▸ Stored data:

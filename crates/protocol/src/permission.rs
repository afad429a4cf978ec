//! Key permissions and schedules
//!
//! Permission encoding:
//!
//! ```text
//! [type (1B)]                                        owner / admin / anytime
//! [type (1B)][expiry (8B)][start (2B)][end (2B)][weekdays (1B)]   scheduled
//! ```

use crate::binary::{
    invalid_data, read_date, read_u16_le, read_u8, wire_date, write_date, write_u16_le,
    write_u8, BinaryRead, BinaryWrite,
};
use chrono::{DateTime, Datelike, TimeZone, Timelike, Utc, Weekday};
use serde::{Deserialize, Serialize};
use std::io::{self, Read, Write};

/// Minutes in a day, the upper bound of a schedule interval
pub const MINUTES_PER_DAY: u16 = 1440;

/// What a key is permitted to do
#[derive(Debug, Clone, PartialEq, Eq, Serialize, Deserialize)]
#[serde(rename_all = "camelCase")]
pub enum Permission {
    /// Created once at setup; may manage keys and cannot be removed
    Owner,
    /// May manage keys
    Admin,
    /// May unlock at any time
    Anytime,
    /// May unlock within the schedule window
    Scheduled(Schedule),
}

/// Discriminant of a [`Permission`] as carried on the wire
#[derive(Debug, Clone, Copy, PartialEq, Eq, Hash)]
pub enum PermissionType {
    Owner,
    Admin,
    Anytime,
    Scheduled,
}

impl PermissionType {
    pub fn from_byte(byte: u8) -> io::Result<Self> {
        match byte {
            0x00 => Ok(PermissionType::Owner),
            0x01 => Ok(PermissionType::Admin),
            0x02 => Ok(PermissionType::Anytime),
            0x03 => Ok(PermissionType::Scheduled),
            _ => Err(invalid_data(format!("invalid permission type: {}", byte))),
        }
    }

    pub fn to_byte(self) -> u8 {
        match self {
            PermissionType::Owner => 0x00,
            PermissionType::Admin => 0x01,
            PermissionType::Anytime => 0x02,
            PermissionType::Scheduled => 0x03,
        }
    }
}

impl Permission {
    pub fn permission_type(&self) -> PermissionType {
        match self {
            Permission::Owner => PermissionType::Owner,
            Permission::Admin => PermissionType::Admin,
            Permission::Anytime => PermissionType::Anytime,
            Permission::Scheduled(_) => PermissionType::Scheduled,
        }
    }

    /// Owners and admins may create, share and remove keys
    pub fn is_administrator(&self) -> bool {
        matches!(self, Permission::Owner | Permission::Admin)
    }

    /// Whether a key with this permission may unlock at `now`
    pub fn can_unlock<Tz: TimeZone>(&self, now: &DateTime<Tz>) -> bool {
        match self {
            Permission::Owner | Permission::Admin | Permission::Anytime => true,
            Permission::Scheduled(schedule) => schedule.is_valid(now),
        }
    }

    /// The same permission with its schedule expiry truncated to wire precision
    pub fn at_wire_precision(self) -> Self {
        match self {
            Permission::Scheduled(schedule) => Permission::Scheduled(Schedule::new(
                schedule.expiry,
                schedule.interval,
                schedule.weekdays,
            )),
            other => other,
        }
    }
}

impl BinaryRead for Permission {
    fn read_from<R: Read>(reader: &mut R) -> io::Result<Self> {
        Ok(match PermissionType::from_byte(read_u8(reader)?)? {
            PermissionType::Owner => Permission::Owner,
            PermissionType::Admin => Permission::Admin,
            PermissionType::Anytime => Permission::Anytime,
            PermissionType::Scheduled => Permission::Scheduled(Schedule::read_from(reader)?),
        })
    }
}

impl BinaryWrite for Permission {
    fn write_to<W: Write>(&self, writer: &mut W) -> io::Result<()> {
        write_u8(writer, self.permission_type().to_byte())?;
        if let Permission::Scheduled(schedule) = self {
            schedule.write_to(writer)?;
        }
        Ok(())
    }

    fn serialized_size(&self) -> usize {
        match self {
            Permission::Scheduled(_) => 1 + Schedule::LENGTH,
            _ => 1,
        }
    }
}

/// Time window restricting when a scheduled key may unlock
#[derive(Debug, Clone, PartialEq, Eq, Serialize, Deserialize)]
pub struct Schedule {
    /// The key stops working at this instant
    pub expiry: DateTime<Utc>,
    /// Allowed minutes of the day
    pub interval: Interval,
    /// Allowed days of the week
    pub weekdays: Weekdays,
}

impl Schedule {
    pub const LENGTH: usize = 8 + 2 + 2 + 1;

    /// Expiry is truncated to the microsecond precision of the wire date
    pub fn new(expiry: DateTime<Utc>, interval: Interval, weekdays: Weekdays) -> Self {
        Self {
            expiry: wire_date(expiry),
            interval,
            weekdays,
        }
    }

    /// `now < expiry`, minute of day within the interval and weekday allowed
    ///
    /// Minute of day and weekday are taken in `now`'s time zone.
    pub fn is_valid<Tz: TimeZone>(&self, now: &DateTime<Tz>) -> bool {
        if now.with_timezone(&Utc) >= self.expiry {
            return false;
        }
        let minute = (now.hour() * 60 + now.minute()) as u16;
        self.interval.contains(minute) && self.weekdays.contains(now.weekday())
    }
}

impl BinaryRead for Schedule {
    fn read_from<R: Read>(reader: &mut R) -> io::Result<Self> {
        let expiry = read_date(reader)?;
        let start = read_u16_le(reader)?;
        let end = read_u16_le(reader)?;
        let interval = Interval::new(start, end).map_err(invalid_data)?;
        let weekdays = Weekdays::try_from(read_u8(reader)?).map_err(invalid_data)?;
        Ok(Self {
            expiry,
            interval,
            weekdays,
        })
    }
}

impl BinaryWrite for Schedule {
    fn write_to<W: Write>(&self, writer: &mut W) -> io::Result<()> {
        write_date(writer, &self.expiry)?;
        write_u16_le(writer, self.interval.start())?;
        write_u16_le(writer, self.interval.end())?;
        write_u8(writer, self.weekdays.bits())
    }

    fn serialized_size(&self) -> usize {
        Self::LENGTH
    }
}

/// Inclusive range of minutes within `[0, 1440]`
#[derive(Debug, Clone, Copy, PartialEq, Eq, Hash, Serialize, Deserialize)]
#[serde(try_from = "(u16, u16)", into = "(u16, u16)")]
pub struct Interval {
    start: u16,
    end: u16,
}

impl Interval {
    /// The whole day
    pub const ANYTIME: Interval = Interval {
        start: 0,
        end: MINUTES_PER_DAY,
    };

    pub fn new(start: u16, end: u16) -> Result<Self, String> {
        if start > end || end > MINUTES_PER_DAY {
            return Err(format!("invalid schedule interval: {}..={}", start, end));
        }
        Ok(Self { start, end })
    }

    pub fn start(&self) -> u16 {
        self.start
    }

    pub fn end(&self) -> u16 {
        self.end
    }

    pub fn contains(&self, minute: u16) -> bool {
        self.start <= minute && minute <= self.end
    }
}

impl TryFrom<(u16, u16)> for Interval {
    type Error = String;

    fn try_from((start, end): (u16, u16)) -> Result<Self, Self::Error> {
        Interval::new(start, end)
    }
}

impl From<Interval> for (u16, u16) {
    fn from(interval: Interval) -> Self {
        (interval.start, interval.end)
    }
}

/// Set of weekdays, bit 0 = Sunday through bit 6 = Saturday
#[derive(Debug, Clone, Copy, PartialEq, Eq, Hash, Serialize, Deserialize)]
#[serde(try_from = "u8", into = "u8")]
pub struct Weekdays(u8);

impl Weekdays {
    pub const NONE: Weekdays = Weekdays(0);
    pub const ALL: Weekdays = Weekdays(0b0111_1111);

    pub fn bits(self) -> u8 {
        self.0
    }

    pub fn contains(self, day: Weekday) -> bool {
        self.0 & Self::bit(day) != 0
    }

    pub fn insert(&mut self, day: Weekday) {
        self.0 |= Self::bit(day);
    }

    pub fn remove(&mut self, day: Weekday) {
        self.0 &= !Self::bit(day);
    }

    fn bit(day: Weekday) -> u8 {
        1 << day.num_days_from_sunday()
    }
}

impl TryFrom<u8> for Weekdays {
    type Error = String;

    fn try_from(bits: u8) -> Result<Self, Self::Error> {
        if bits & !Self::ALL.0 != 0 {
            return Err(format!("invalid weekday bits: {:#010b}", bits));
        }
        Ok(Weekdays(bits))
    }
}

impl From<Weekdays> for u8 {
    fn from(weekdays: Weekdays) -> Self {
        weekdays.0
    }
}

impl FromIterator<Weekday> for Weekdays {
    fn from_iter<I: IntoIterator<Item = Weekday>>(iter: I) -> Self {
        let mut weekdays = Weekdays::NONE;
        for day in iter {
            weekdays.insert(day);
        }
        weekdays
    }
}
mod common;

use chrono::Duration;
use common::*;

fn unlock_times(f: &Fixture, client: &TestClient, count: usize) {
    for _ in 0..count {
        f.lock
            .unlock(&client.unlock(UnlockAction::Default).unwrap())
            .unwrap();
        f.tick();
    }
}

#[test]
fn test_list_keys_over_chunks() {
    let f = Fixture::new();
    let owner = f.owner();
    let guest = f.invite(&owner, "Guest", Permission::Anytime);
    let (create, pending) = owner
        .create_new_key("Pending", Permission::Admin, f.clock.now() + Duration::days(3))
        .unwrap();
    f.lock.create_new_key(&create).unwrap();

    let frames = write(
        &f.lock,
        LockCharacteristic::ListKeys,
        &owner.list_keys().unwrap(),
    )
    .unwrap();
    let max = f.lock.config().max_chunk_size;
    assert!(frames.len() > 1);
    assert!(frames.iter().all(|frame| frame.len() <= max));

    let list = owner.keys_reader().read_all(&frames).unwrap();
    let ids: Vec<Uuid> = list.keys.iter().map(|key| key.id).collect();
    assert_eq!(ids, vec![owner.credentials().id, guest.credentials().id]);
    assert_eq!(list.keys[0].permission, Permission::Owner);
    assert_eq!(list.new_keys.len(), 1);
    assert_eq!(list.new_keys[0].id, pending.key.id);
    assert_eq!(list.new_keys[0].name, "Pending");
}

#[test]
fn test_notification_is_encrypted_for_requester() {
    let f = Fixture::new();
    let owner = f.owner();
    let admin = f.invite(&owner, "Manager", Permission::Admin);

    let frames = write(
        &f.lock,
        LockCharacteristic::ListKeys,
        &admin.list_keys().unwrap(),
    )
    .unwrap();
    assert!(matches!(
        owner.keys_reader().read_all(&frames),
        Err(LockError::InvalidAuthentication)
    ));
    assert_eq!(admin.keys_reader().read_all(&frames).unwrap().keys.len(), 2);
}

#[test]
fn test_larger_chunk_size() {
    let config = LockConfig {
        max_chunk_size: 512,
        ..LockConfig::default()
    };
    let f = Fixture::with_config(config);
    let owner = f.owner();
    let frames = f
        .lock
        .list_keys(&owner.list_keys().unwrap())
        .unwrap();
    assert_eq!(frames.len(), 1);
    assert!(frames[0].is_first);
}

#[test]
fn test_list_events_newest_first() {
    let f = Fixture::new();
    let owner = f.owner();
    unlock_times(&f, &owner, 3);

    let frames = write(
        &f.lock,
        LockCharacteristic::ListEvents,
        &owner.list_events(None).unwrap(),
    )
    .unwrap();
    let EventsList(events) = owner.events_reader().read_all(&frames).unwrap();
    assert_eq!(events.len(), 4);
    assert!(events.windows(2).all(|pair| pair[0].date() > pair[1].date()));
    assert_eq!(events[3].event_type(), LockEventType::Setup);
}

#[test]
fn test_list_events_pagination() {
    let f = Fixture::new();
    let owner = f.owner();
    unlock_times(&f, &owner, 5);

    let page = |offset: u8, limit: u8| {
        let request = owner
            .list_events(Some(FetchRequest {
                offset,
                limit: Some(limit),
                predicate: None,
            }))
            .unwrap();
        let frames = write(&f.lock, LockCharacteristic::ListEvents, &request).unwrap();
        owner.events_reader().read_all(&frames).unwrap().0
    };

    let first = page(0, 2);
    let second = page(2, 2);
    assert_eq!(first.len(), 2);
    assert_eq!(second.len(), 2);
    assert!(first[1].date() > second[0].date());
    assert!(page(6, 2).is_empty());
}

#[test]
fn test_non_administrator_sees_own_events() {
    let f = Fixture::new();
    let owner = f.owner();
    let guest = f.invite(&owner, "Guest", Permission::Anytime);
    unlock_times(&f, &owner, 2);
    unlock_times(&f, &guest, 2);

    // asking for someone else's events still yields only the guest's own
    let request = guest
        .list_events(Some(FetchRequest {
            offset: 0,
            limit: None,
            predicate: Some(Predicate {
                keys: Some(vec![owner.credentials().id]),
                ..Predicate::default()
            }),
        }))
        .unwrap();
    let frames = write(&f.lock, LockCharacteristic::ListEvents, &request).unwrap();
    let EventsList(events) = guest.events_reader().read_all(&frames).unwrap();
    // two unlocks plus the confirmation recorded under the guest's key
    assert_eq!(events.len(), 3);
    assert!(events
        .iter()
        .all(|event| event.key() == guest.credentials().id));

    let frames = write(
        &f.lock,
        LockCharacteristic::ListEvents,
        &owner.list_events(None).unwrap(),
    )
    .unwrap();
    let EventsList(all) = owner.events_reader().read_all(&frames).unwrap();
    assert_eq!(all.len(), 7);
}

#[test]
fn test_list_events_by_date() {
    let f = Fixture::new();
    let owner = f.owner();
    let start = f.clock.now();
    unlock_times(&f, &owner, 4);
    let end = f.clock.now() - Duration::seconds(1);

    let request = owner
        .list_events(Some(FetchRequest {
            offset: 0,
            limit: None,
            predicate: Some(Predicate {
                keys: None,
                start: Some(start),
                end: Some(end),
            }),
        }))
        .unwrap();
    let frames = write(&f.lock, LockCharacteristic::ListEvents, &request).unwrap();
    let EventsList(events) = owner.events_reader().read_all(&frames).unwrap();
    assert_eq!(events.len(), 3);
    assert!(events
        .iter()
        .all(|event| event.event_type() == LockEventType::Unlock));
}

▸ Work to be completed: Looking at the material above, count the lines that hold "limit" and give the total alone.

▸ Exercise result: 4